If we want to compete with China, we have to make sure that we have the infrastructure, the broadband so our businesses can grow, our kids can learn. This is so important for us to be able to out-compete China for these jobs of the future, put money in people's pockets, and it is clear that we were the ones that pushed this.

I love to hear some of these Republicans, Lawrence, oh, it took so long for us to do it, it took so long for us to do it. They never did it. You know, four years of infrastructure week. They never did it.

You know, I'm running for the Senate, Lawrence, people can go to Tim for Ohio,, and send a contribution because we need to do more.

We are only taking care of about 3,000 bridges and we have about 40,000 in the country that aren't even close to being where they need to be. China is spending 7 percent to 9 percent of their GDP on their infrastructure. We just had a big fight about maybe spending 1 percent.

So we have a long way to go. But you are right, it is important that we let people know that it was the Democrats and President Biden and Democrats in the Senate and only 13 Republicans in the House voted for this. We got it done and the American people are going to be better off for it.

O'DONNELL: Congressman Tim Ryan, thank you very much for joining us tonight.

RYAN: Thanks, Lawrence.

O'DONNELL: Thank you.

And coming up, two of the co-sponsors of a new House resolution to censure Congressman Paul Gosar will join us next.




REP. ADAM SCHIFF (D-CA): Well, he has no business being in Congress. He should have never been elected. He doesn't belong there. And, you know, sadly the Republican conference is now characterized by numerous kooks and dangerous cranks of which he is one.


O'DONNELL: He is talking, of course, about Republican Congressman Paul Gosar.

Tonight. a group of House Democrats announced they will introduce a resolution to censure Paul Gosar after he posted an animated video of him assassinating Congresswoman Alexandria Ocasio-Cortez and attacking President Biden.

The co-sponsors of the censure resolution against Paul Gosar said in a statement tonight: For a member of Congress to post a manipulated video on his social media accounts depicting himself killing Representative Alexandria Ocasio-Cortez and attacking President Biden is a clear-cut case for censure. For that member to post such a video on his official Instagram account and use his official congressional resources in the House of Representatives to further violence against elected officials goes beyond the pale.

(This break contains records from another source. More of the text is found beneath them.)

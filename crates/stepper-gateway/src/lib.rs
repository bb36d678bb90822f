//! stepper gateway library entry.
//!
//! Wires config, external sources, client IP resolution and the metric
//! handler into an axum router. Consumed by the binary (`main.rs`) and by
//! integration tests.

pub mod app_state;
pub mod config;
pub mod error;
pub mod ops;
pub mod router;
pub mod sources;
pub mod transport;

Joining us now are two of the house Democrats co-sponsoring that censure of Paul Gosar, Democratic Congresswoman Brenda Lawrence of Michigan and Congresswoman Debbie Wasserman-Schultz of Florida.

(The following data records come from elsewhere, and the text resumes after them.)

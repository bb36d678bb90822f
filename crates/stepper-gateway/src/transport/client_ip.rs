//! Client IP resolution: `X-Forwarded-For` first, then the peer address.

use std::net::{IpAddr, SocketAddr};

use axum::http::HeaderMap;

pub const FORWARDED_FOR: &str = "x-forwarded-for";

/// Resolve the client IP as text.
///
/// The forwarded header is taken whole; a proxy chain (`a, b`) is not a valid
/// IP and falls through to the peer address. Returns `None` when neither
/// source yields a valid IP.
pub fn resolve_client_ip(
    headers: &HeaderMap,
    peer: Option<SocketAddr>,
    trust_forwarded_for: bool,
) -> Option<String> {
    if trust_forwarded_for {
        let forwarded = headers
            .get(FORWARDED_FOR)
            .and_then(|v| v.to_str().ok())
            .filter(|v| v.parse::<IpAddr>().is_ok());
        if let Some(ip) = forwarded {
            return Some(ip.to_string());
        }
    }

    peer.map(|addr| addr.ip().to_string())
}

Representative Lawrence, let me begin with you. What brought you to the point of demanding censure?

REP. BRENDA LAWREWNCE (D-MI): It was clear that this rhetoric and this push for violence, this is not having an opposition or opposing view. This is about inflicting harm on human beings.

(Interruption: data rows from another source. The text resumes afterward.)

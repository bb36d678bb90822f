//! stepper gateway
//!
//! - Metric endpoint: /v1/stepper?key=...
//! - Settings mapping re-read per request from `settings.path`
//! - Config path: first CLI argument, default `stepper.yaml`

use std::net::SocketAddr;

use tracing_subscriber::{fmt, EnvFilter};

use stepper_core::error::{Result, StepperError};
use stepper_gateway::{app_state, config, router};

#[tokio::main]
async fn main() {
    fmt().with_env_filter(EnvFilter::from_default_env()).init();

    if let Err(e) = run().await {
        tracing::error!(error = %e, "stepper-gateway failed");
        std::process::exit(1);
    }
}

async fn run() -> Result<()> {
    let path = std::env::args().nth(1).unwrap_or_else(|| "stepper.yaml".to_string());
    let cfg = config::load_from_file(&path)?;
    let listen = cfg.gateway.listen_addr()?;

    let state = app_state::AppState::new(cfg)?;

    // Boot-time sanity check only; requests always see the latest file.
    match state.settings().load().await {
        Ok(s) if s.key.as_deref().map_or(true, str::is_empty) => {
            tracing::warn!(path = %state.settings().path().display(), "no shared key configured; requests cannot be meaningfully authorized");
        }
        Ok(s) => {
            for problem in s.problems() {
                tracing::warn!(%problem, "stored settings will reject or fail metric requests");
            }
        }
        Err(e) => tracing::warn!(error = %e, "settings not loadable at boot"),
    }

    let app = router::build_router(state);

    tracing::info!(%listen, "stepper-gateway starting");
    let listener = tokio::net::TcpListener::bind(listen)
        .await
        .map_err(|e| StepperError::Internal(format!("failed to bind {listen}: {e}")))?;

    axum::serve(
        listener,
        app.into_make_service_with_connect_info::<SocketAddr>(),
    )
    .await
    .map_err(|e| StepperError::Internal(format!("server failed: {e}")))
}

I was one of those members on the floor January 6th where it was the most bipartisan day in Congress because Republicans were running side by side with Democrats for safety, for their lives. And here we are in continuation of that, a member inciting violence, and in the most immature way, a cartoon.

And to say that the resources that taxpayers paid for, for us to do our work in Congress, is being used to incite violence is unacceptable. It crosses the line. And the fact that women are being depicted as the victims of violence -- I'm the co-chair of the women's caucus. We must stand up against that.

Violence against women is real in America, and here we are again confronted with the fact. It is not funny. It wasn't humorous. It was an insult, and we need to address it in congress.

O'DONNELL: Congressman Gosar's sister Jennifer appeared on this program Monday night. She called for censure then. Let's listen to what she said.


JENNIFER GOSAR, REP. PAUL GOSAR'S SISTER: He has not been held accountable in any way shape or form. He's not been censured. He's not been expelled. And he's not had his seat forfeited by any of the leadership.

I am absolutely beyond aghast at how much this man has gotten away with. I don't know what he would need to do for any one of those people in a, quote, "leadership position" to hold him accountable.


LAWRENCE O'DONNELL, MSNBC HOST: And Debbie Wasserman-Schultz, two days later you are doing what Jennifer Gosar has been hoping for, for a very long time.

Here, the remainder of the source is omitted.